Assignment: Every entry that follows should be written out again exactly.

Records for the exercise:
---*---

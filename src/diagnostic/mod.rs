//! Reporting hooks used by the scanner and the interpreter.
//!
//! Lexical problems are keyed by line only, runtime problems by the token that triggered them.
//! The two channels are kept apart so a driver can decide on exit codes per kind.

use crate::lexer::Token;
use compact_str::CompactString;

pub trait Reporter {
    /// Reports a problem found while scanning `line`.
    fn report_lexical(&mut self, line: u32, message: &str);
    /// Reports a problem found while evaluating the expression `token` belongs to.
    fn report_runtime(&mut self, token: &Token, message: &str);
}

#[derive(Debug, Clone, PartialEq)]
pub enum Diagnostic {
    Lexical {
        line: u32,
        message: String,
    },
    Runtime {
        line: u32,
        lexeme: CompactString,
        message: String,
    },
}

impl std::fmt::Display for Diagnostic {
    fn fmt(&self, f: &mut std::fmt::Formatter<'_>) -> std::fmt::Result {
        match self {
            Diagnostic::Lexical { line, message } => write!(f, "[line {line}] Error: {message}"),
            Diagnostic::Runtime { line, message, .. } => write!(f, "{message}\n[line {line}]"),
        }
    }
}

/// Keeps every diagnostic in arrival order.
#[derive(Debug, Default)]
pub struct CollectingReporter {
    diagnostics: Vec<Diagnostic>,
}

impl CollectingReporter {
    pub fn new() -> Self {
        Self::default()
    }

    pub fn diagnostics(&self) -> &[Diagnostic] {
        &self.diagnostics
    }

    pub fn into_diagnostics(self) -> Vec<Diagnostic> {
        self.diagnostics
    }

    pub fn had_lexical_error(&self) -> bool {
        self.diagnostics
            .iter()
            .any(|d| matches!(d, Diagnostic::Lexical { .. }))
    }

    pub fn had_runtime_error(&self) -> bool {
        self.diagnostics
            .iter()
            .any(|d| matches!(d, Diagnostic::Runtime { .. }))
    }
}

impl Reporter for CollectingReporter {
    fn report_lexical(&mut self, line: u32, message: &str) {
        self.diagnostics.push(Diagnostic::Lexical {
            line,
            message: message.into(),
        });
    }

    fn report_runtime(&mut self, token: &Token, message: &str) {
        self.diagnostics.push(Diagnostic::Runtime {
            line: token.line,
            lexeme: token.lexeme.clone(),
            message: message.into(),
        });
    }
}

/// Writes diagnostics to standard error as they arrive.
#[derive(Debug, Default)]
pub struct StderrReporter {
    pub had_lexical_error: bool,
    pub had_runtime_error: bool,
}

impl StderrReporter {
    pub fn new() -> Self {
        Self::default()
    }
}

impl Reporter for StderrReporter {
    fn report_lexical(&mut self, line: u32, message: &str) {
        self.had_lexical_error = true;
        eprintln!("[line {line}] Error: {message}");
    }

    fn report_runtime(&mut self, token: &Token, message: &str) {
        self.had_runtime_error = true;
        eprintln!("{message}\n[line {}]", token.line);
    }
}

---*---

Task output:
filename src/diagnostic/mod.rs
//! Reporting hooks used by the scanner and the interpreter.
//!
//! Lexical problems are keyed by line only, runtime problems by the token that triggered them.
//! The two channels are kept apart so a driver can decide on exit codes per kind.

use crate::lexer::Token;
use compact_str::CompactString;

pub trait Reporter {
    /// Reports a problem found while scanning `line`.
    fn report_lexical(&mut self, line: u32, message: &str);
    /// Reports a problem found while evaluating the expression `token` belongs to.
    fn report_runtime(&mut self, token: &Token, message: &str);
}

#[derive(Debug, Clone, PartialEq)]
pub enum Diagnostic {
    Lexical {
        line: u32,
        message: String,
    },
    Runtime {
        line: u32,
        lexeme: CompactString,
        message: String,
    },
}

impl std::fmt::Display for Diagnostic {
    fn fmt(&self, f: &mut std::fmt::Formatter<'_>) -> std::fmt::Result {
        match self {
            Diagnostic::Lexical { line, message } => write!(f, "[line {line}] Error: {message}"),
            Diagnostic::Runtime { line, message, .. } => write!(f, "{message}\n[line {line}]"),
        }
    }
}

/// Keeps every diagnostic in arrival order.
#[derive(Debug, Default)]
pub struct CollectingReporter {
    diagnostics: Vec<Diagnostic>,
}

impl CollectingReporter {
    pub fn new() -> Self {
        Self::default()
    }

    pub fn diagnostics(&self) -> &[Diagnostic] {
        &self.diagnostics
    }

    pub fn into_diagnostics(self) -> Vec<Diagnostic> {
        self.diagnostics
    }

    pub fn had_lexical_error(&self) -> bool {
        self.diagnostics
            .iter()
            .any(|d| matches!(d, Diagnostic::Lexical { .. }))
    }

    pub fn had_runtime_error(&self) -> bool {
        self.diagnostics
            .iter()
            .any(|d| matches!(d, Diagnostic::Runtime { .. }))
    }
}

impl Reporter for CollectingReporter {
    fn report_lexical(&mut self, line: u32, message: &str) {
        self.diagnostics.push(Diagnostic::Lexical {
            line,
            message: message.into(),
        });
    }

    fn report_runtime(&mut self, token: &Token, message: &str) {
        self.diagnostics.push(Diagnostic::Runtime {
            line: token.line,
            lexeme: token.lexeme.clone(),
            message: message.into(),
        });
    }
}

/// Writes diagnostics to standard error as they arrive.
#[derive(Debug, Default)]
pub struct StderrReporter {
    pub had_lexical_error: bool,
    pub had_runtime_error: bool,
}

impl StderrReporter {
    pub fn new() -> Self {
        Self::default()
    }
}

impl Reporter for StderrReporter {
    fn report_lexical(&mut self, line: u32, message: &str) {
        self.had_lexical_error = true;
        eprintln!("[line {line}] Error: {message}");
    }

    fn report_runtime(&mut self, token: &Token, message: &str) {
        self.had_runtime_error = true;
        eprintln!("{message}\n[line {}]", token.line);
    }
}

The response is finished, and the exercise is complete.